[[ Provided data, beginning ]]

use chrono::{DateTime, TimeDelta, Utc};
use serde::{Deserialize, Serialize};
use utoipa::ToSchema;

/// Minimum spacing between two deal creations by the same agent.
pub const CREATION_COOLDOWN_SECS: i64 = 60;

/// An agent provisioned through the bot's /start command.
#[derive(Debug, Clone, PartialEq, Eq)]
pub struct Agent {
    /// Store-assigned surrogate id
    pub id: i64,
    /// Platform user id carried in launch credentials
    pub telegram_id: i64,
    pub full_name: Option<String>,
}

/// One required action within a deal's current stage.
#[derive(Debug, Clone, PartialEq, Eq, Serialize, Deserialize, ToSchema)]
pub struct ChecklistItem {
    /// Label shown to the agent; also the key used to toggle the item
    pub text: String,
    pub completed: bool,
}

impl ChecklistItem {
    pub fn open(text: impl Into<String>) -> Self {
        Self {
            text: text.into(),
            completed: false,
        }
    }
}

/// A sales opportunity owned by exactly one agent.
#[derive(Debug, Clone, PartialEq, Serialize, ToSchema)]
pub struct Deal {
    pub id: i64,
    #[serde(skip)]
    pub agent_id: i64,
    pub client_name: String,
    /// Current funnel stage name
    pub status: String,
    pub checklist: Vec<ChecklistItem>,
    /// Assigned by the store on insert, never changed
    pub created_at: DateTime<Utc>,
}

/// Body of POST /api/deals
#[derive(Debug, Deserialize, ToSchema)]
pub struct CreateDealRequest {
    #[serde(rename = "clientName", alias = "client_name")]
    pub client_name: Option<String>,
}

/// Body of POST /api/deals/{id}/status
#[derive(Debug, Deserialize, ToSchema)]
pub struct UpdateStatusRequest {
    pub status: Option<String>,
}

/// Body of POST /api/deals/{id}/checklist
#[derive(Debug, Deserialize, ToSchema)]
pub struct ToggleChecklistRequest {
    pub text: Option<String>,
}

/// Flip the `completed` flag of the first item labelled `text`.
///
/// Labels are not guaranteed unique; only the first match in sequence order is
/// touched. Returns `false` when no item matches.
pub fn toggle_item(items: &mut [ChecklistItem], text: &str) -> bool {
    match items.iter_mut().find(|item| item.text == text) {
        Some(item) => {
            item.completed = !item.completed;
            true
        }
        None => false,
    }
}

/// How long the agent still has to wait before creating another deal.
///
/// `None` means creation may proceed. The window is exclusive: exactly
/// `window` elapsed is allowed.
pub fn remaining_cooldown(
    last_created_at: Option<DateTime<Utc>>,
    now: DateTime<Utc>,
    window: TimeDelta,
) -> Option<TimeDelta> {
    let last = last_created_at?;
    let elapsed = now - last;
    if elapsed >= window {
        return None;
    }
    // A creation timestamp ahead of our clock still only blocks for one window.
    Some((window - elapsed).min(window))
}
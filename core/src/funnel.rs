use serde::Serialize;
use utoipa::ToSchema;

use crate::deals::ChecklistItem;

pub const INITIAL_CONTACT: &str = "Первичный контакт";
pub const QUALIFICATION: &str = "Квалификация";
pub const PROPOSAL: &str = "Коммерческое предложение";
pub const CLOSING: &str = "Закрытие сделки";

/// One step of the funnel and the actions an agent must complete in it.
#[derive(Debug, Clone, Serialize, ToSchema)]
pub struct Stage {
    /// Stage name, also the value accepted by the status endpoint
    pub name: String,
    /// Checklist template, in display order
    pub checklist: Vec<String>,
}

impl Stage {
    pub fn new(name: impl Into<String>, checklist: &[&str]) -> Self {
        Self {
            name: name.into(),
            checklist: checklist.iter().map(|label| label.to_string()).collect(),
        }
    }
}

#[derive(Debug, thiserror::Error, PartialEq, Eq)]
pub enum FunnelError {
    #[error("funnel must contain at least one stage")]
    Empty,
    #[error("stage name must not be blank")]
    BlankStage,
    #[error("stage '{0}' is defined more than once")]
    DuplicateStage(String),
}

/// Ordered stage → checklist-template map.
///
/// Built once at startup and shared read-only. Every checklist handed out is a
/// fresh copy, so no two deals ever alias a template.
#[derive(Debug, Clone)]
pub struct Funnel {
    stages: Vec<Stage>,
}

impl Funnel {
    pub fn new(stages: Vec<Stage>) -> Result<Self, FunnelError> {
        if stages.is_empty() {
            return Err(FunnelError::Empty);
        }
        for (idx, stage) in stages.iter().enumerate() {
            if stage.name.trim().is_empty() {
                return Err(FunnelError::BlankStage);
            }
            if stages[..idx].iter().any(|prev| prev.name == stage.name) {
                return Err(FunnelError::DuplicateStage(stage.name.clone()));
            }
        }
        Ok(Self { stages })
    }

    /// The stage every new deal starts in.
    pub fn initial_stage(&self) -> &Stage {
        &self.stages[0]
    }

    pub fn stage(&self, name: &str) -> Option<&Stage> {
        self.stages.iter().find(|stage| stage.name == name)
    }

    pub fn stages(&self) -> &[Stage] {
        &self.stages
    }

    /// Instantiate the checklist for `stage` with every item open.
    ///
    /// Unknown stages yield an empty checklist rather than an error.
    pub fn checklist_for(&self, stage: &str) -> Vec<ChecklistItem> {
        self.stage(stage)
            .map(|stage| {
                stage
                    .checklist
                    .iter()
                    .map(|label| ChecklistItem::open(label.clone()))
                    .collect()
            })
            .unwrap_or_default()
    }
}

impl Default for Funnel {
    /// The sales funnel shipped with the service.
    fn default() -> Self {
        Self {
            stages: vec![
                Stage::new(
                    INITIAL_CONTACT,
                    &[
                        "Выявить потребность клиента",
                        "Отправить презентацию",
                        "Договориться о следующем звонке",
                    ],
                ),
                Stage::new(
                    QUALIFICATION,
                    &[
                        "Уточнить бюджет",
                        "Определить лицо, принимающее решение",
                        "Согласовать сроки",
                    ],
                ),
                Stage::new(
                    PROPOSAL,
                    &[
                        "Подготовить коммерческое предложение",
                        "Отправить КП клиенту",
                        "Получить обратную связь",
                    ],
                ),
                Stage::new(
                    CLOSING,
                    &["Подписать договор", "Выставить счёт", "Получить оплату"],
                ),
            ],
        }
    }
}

[[ Provided data, end ]]
[[ Provided data, beginning ]]

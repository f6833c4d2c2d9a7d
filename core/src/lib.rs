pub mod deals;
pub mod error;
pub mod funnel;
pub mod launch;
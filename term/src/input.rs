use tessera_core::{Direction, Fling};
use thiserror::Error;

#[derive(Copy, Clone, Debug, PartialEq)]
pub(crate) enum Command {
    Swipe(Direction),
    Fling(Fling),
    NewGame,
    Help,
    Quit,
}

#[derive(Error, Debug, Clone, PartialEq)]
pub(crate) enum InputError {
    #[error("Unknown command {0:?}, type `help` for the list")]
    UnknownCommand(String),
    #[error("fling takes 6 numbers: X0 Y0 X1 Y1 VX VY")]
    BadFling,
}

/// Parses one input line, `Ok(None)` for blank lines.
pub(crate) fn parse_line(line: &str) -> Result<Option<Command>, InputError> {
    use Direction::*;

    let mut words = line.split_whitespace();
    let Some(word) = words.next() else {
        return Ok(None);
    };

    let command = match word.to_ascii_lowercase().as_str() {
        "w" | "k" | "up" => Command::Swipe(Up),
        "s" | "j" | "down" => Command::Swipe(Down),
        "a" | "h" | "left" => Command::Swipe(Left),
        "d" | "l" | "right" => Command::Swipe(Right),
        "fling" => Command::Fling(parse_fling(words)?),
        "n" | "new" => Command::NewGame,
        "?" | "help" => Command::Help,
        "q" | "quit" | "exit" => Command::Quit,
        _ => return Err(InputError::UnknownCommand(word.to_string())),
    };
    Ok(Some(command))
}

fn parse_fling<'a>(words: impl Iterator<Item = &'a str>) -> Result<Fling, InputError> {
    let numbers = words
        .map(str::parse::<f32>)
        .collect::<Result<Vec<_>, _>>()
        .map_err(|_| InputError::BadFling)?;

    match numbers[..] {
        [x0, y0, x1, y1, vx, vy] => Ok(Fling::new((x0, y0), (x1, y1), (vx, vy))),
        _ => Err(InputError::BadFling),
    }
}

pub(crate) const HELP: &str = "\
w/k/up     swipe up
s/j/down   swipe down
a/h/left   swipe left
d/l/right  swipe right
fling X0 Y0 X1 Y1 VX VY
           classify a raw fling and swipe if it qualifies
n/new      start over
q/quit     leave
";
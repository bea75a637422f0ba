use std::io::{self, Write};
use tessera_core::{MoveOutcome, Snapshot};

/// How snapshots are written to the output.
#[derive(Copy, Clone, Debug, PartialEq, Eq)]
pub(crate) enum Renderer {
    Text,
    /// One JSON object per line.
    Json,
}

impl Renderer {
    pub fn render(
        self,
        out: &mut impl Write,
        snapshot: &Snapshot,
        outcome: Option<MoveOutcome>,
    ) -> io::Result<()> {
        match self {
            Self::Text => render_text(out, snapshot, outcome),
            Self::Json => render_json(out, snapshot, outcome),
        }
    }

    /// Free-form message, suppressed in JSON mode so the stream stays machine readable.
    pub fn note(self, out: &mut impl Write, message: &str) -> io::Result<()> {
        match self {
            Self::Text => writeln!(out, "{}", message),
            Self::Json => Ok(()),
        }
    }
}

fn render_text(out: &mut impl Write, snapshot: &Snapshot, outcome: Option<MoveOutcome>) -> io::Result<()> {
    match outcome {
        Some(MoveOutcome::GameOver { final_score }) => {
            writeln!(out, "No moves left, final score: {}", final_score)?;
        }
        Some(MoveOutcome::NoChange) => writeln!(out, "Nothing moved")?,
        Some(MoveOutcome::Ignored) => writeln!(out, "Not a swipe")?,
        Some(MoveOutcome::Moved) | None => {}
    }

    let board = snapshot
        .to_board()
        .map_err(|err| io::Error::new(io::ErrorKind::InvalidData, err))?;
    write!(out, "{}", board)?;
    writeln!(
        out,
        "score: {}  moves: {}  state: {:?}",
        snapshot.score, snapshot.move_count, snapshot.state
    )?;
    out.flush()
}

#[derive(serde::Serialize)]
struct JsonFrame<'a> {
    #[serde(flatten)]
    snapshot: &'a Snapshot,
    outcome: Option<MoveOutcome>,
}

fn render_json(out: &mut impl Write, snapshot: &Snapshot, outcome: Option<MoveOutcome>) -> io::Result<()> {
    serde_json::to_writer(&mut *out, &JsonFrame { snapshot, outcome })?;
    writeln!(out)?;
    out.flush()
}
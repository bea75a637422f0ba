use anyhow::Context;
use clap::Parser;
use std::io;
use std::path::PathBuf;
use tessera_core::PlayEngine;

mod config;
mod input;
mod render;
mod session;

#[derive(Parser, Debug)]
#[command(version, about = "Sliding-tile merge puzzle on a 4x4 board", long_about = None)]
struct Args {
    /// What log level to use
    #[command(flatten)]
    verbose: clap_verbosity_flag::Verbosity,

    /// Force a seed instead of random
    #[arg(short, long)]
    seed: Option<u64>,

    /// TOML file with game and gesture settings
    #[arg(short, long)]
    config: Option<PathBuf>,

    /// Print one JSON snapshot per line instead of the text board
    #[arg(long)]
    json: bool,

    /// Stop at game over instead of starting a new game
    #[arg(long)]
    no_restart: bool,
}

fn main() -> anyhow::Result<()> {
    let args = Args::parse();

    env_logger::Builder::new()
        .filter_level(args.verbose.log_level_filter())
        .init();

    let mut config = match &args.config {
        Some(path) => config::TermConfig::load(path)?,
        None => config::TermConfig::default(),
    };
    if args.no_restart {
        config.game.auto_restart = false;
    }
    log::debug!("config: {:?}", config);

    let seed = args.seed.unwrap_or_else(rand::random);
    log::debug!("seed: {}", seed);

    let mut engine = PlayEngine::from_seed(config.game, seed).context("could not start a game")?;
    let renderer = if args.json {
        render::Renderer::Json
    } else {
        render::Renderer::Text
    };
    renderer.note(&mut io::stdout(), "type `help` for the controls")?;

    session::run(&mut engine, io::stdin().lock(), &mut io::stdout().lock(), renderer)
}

[[ Provided data, end ]]
[[ Provided data, beginning ]]

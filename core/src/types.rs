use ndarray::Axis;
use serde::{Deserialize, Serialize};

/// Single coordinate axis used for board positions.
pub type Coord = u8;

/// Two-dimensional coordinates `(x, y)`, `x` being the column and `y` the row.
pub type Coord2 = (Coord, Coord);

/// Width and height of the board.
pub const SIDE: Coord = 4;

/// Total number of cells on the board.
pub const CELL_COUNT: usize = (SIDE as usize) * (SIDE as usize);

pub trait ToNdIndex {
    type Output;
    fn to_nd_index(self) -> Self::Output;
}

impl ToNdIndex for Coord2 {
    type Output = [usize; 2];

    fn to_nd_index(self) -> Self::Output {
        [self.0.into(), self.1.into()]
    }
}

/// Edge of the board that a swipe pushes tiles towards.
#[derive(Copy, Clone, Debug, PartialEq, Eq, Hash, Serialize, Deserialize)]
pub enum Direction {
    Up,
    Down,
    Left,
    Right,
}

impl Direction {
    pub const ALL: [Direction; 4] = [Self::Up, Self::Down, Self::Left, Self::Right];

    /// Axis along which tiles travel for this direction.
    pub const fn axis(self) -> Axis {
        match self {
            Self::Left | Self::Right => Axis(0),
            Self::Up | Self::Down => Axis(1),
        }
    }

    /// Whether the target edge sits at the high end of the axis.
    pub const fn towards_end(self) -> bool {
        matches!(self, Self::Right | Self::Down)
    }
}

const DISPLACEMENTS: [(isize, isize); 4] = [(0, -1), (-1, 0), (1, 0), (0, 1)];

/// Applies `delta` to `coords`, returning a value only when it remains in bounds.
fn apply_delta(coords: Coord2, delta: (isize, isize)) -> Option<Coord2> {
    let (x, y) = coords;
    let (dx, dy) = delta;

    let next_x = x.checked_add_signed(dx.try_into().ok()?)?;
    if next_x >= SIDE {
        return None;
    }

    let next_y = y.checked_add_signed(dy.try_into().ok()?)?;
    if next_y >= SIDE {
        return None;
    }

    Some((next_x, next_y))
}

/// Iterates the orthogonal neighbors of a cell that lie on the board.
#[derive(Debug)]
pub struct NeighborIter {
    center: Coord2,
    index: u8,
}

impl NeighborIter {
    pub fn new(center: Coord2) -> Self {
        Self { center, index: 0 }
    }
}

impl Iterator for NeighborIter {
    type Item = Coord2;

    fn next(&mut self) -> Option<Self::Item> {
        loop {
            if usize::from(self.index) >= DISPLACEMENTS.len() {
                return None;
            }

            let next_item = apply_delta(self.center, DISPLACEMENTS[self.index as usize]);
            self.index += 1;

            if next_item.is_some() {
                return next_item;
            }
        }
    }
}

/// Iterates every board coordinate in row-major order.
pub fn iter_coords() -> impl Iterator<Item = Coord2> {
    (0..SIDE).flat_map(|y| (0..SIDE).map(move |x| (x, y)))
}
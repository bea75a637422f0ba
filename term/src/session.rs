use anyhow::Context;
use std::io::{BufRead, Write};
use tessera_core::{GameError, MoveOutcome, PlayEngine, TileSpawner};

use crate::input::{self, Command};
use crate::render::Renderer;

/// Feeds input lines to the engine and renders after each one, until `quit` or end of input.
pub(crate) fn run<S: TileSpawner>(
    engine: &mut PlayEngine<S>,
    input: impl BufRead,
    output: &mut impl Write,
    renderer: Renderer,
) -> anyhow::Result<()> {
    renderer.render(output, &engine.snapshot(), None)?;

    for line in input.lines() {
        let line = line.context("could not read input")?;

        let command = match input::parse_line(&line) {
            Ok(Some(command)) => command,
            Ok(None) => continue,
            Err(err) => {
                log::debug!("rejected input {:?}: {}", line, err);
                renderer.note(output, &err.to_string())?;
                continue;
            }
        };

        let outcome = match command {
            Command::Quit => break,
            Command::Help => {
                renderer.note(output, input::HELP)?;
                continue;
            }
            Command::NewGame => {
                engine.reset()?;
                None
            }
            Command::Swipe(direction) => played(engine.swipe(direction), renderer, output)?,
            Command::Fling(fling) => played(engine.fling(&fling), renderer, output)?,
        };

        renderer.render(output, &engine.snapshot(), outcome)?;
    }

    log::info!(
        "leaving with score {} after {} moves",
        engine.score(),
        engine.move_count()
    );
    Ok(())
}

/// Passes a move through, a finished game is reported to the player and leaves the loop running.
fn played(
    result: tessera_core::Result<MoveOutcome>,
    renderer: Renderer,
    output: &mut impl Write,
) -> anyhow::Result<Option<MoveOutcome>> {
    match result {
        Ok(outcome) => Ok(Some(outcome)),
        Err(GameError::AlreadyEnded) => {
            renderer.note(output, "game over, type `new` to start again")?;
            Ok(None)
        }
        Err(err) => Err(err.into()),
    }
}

[[ Provided data, end ]]

▸ Required work
Return each line of the data above that includes the word "DISPLACEMENTS".

▸ Solution to this task
const DISPLACEMENTS: [(isize, isize); 4] = [(0, -1), (-1, 0), (1, 0), (0, 1)];
            if usize::from(self.index) >= DISPLACEMENTS.len() {
            let next_item = apply_delta(self.center, DISPLACEMENTS[self.index as usize]);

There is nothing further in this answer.